Crowdsourcing New Product Ideas over Time: An Analysis of the Dell IdeaStorm Community
研究戴尔IdeaStorm社区发现,多次提交创意的用户比只提交一次的用户更可能提出被采纳的创意,但一旦创意被实施,他们后续创意多样性下降,成功难以重复;评论他人创意可缓解此负面效应。
Several organizations have developed ongoing crowdsourcing communities that repeatedly collect ideas for new products and services from a large, dispersed “crowd” of nonexperts (consumers) over time. Despite its promises, little is known about the nature of an individual's ideation efforts in such an online community. Studying Dell's IdeaStorm community, serial ideators are found to be more likely than consumers with only one idea to generate an idea the organization finds valuable enough to implement, but they are unlikely to repeat their early success once their ideas are implemented.
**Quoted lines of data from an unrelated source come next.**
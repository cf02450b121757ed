//! HTTP client for the upstream Pokémon catalog
//!
//! All requests are GETs. Responses with a status in the retry policy's set
//! are retried with exponential backoff; anything else that is not a 2xx
//! fails immediately, as do network errors.

use std::time::Duration;

use reqwest::{header, Client, Response, StatusCode};
use serde_json::Value;
use tracing::warn;

use super::CatalogError;

const USER_AGENT: &str = concat!("pokedex/", env!("CARGO_PKG_VERSION"), " (fair use cache)");

/// Upper bound for a single backoff sleep
pub const BACKOFF_MAX: Duration = Duration::from_secs(120);

/// Retry behaviour for upstream calls
///
/// The delay before retry `n` (1-based) is zero for the first retry and
/// `backoff_factor * 2^(n-1)` afterwards, capped at [`BACKOFF_MAX`]. A numeric
/// `Retry-After` header takes precedence over the computed delay.
#[derive(Debug, Clone)]
pub struct RetryPolicy {
    pub max_retries: u32,
    pub backoff_factor: Duration,
    pub retry_statuses: Vec<StatusCode>,
}

impl Default for RetryPolicy {
    fn default() -> Self {
        Self {
            max_retries: 4,
            backoff_factor: Duration::from_secs(1),
            retry_statuses: vec![
                StatusCode::TOO_MANY_REQUESTS,
                StatusCode::BAD_GATEWAY,
                StatusCode::SERVICE_UNAVAILABLE,
                StatusCode::GATEWAY_TIMEOUT,
            ],
        }
    }
}

impl RetryPolicy {
    /// Same retryable statuses and attempt count, without sleeping.
    pub fn immediate() -> Self {
        Self {
            backoff_factor: Duration::ZERO,
            ..Self::default()
        }
    }

    pub fn is_retryable(&self, status: StatusCode) -> bool {
        self.retry_statuses.contains(&status)
    }

    pub fn backoff(&self, retry: u32) -> Duration {
        if retry <= 1 {
            return Duration::ZERO;
        }
        let multiplier = 2u32.saturating_pow(retry - 1);
        self.backoff_factor.saturating_mul(multiplier).min(BACKOFF_MAX)
    }
}

/// Thin wrapper around `reqwest::Client` rooted at the catalog base URL
///
/// The timeout applies to each attempt separately; a request that is retried
/// four times may therefore take up to five timeouts plus the backoff sleeps.
#[derive(Debug, Clone)]
pub struct CatalogClient {
    http: Client,
    base_url: String,
    retry: RetryPolicy,
}

impl CatalogClient {
    pub fn new(base_url: &str, timeout: Duration, retry: RetryPolicy) -> Result<Self, CatalogError> {
        let http = Client::builder()
            .user_agent(USER_AGENT)
            .timeout(timeout)
            .build()
            .map_err(CatalogError::Client)?;

        Ok(Self {
            http,
            base_url: base_url.trim_end_matches('/').to_string(),
            retry,
        })
    }

    /// Full URL for an endpoint such as `pokemon/25/` or `pokemon?limit=20&offset=0`.
    pub fn url_for(&self, endpoint: &str) -> String {
        format!("{}/{}", self.base_url, endpoint.trim_start_matches('/'))
    }

    /// GETs `endpoint` and decodes the JSON body, applying the retry policy.
    pub async fn get_json(&self, endpoint: &str) -> Result<(StatusCode, Value), CatalogError> {
        let url = self.url_for(endpoint);
        let mut retries = 0;

        loop {
            let response = match self.http.get(&url).send().await {
                Ok(response) => response,
                Err(source) if is_transient(&source) && retries < self.retry.max_retries => {
                    retries += 1;
                    let delay = self.retry.backoff(retries);
                    warn!(
                        event = "pokeapi.fetch.retry",
                        url = %url,
                        error = %source,
                        attempt = retries,
                        delay_ms = delay.as_millis() as u64,
                        "pokeapi.fetch.retry"
                    );
                    tokio::time::sleep(delay).await;
                    continue;
                }
                Err(source) => {
                    return Err(CatalogError::Request {
                        url: url.clone(),
                        source,
                    })
                }
            };

            let status = response.status();
            if status.is_success() {
                let body = response
                    .json::<Value>()
                    .await
                    .map_err(|source| CatalogError::Request {
                        url: url.clone(),
                        source,
                    })?;
                return Ok((status, body));
            }

            if !self.retry.is_retryable(status) || retries >= self.retry.max_retries {
                return Err(CatalogError::Status {
                    url,
                    status: status.as_u16(),
                });
            }

            retries += 1;
            let delay = retry_after(&response).unwrap_or_else(|| self.retry.backoff(retries));
            warn!(
                event = "pokeapi.fetch.retry",
                url = %url,
                status = status.as_u16(),
                attempt = retries,
                delay_ms = delay.as_millis() as u64,
                "pokeapi.fetch.retry"
            );
            tokio::time::sleep(delay).await;
        }
    }
}

/// Connection failures, timeouts and dropped requests; never decode errors.
fn is_transient(err: &reqwest::Error) -> bool {
    err.is_connect() || err.is_timeout() || err.is_request()
}

fn retry_after(response: &Response) -> Option<Duration> {
    let seconds = response
        .headers()
        .get(header::RETRY_AFTER)?
        .to_str()
        .ok()?
        .trim()
        .parse::<u64>()
        .ok()?;
    Some(Duration::from_secs(seconds).min(BACKOFF_MAX))
}

#[cfg(test)]
mod tests {
    use super::*;

    #[test]
    fn default_policy_retries_rate_limit_and_gateway_errors() {
        let policy = RetryPolicy::default();
        assert_eq!(policy.max_retries, 4);
        assert!(policy.is_retryable(StatusCode::TOO_MANY_REQUESTS));
        assert!(policy.is_retryable(StatusCode::BAD_GATEWAY));
        assert!(policy.is_retryable(StatusCode::SERVICE_UNAVAILABLE));
        assert!(policy.is_retryable(StatusCode::GATEWAY_TIMEOUT));
        assert!(!policy.is_retryable(StatusCode::INTERNAL_SERVER_ERROR));
        assert!(!policy.is_retryable(StatusCode::NOT_FOUND));
    }

    #[test]
    fn backoff_doubles_after_first_retry() {
        let policy = RetryPolicy::default();
        assert_eq!(policy.backoff(1), Duration::ZERO);
        assert_eq!(policy.backoff(2), Duration::from_secs(2));
        assert_eq!(policy.backoff(3), Duration::from_secs(4));
        assert_eq!(policy.backoff(4), Duration::from_secs(8));
        assert_eq!(policy.backoff(30), BACKOFF_MAX);
    }

    #[test]
    fn immediate_policy_never_sleeps() {
        let policy = RetryPolicy::immediate();
        assert!((1..=4).all(|n| policy.backoff(n).is_zero()));
    }

    #[test]
    fn url_joins_without_double_slashes() {
        let client = CatalogClient::new(
            "https://pokeapi.co/api/v2/",
            Duration::from_secs(10),
            RetryPolicy::default(),
        )
        .unwrap();
        assert_eq!(client.url_for("/pokemon/25/"), "https://pokeapi.co/api/v2/pokemon/25/");
        assert_eq!(
            client.url_for("pokemon?limit=20&offset=0"),
            "https://pokeapi.co/api/v2/pokemon?limit=20&offset=0"
        );
    }
}
//! Application entry point and server initialization
//!
//! This module contains the main function that:
//! - Loads environment configuration
//! - Initializes the database and the catalog client
//! - Starts the HTTP server with graceful shutdown support

use std::env;
use std::sync::Arc;

use dotenvy::dotenv;
use tokio::net::TcpListener;
use tokio::signal;
use tower_http::trace::TraceLayer;
use tracing::{error, info};
use tracing_subscriber::EnvFilter;

use pokedex::account::bootstrap_superuser;
use pokedex::catalog::PokeApi;
use pokedex::config::Config;
use pokedex::database::{init_db, AppState};
use pokedex::route::create_app;

fn init_tracing() {
    let filter = EnvFilter::try_from_default_env()
        .unwrap_or_else(|_| EnvFilter::new("pokedex=debug,tower_http=debug"));

    if env::var("LOG_FORMAT").is_ok_and(|format| format.eq_ignore_ascii_case("json")) {
        tracing_subscriber::fmt().json().with_env_filter(filter).init();
    } else {
        tracing_subscriber::fmt().with_env_filter(filter).init();
    }
}

/// Application entry point
///
/// 1. Loads environment variables from .env file
/// 2. Reads [`Config`] from the environment
/// 3. Initializes the embedded database and the catalog client
/// 4. Creates the initial superuser when `ADMIN_USERNAME` and `ADMIN_PASSWORD` are set
/// 5. Starts the HTTP server with graceful shutdown handling
#[tokio::main]
async fn main() {
    dotenv().ok();
    init_tracing();

    let config = Config::from_env();

    let db = init_db(&config.database_url).expect("Failed to initialize database");
    let pokeapi = PokeApi::from_config(&config).expect("Failed to build catalog client");

    if let (Ok(username), Ok(password)) = (env::var("ADMIN_USERNAME"), env::var("ADMIN_PASSWORD")) {
        match bootstrap_superuser(&db, &username, env::var("ADMIN_EMAIL").ok(), &password).await {
            Ok(true) => info!(event = "admin.bootstrap", username = %username, "superuser created"),
            Ok(false) => info!(event = "admin.bootstrap", username = %username, "superuser already exists"),
            Err(err) => error!(event = "admin.bootstrap", error = %err, "failed to create superuser"),
        }
    }

    let port = config.port;
    let database_url = config.database_url.clone();
    let state = AppState {
        db: Arc::new(db),
        pokeapi,
        config: Arc::new(config),
    };

    let app = create_app(state).layer(TraceLayer::new_for_http());

    let addr = format!("0.0.0.0:{}", port);
    let listener = TcpListener::bind(&addr).await.expect("Failed to bind address");

    info!(port, database = %database_url, "server running at http://localhost:{}", port);

    // Runs until SIGTERM or SIGINT; in-flight requests are allowed to finish
    axum::serve(listener, app)
        .with_graceful_shutdown(shutdown_signal())
        .await
        .expect("Server error");
}

/// Resolves on SIGINT (Ctrl+C) or, on Unix, SIGTERM
async fn shutdown_signal() {
    let ctrl_c = async {
        signal::ctrl_c()
            .await
            .expect("Failed to install Ctrl+C handler");
    };

    #[cfg(unix)]
    let terminate = async {
        signal::unix::signal(signal::unix::SignalKind::terminate())
            .expect("Failed to install signal handler")
            .recv()
            .await;
    };

    #[cfg(not(unix))]
    let terminate = std::future::pending::<()>();

    tokio::select! {
        _ = ctrl_c => {},
        _ = terminate => {},
    }

    info!("shutdown signal received, stopping server");
}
As ideators with past success attempt to again come up with ideas that will excite the organization, they instead end up proposing ideas similar to their ideas that were already implemented (i.e., they generate less diverse ideas). The negative effects of past success are somewhat mitigated for ideators with diverse commenting activity on others' ideas. These findings highlight some of the challenges in maintaining an ongoing supply of quality ideas from the crowd over time. This paper was accepted by Kamalini Ramdas, entrepreneurship and innovation.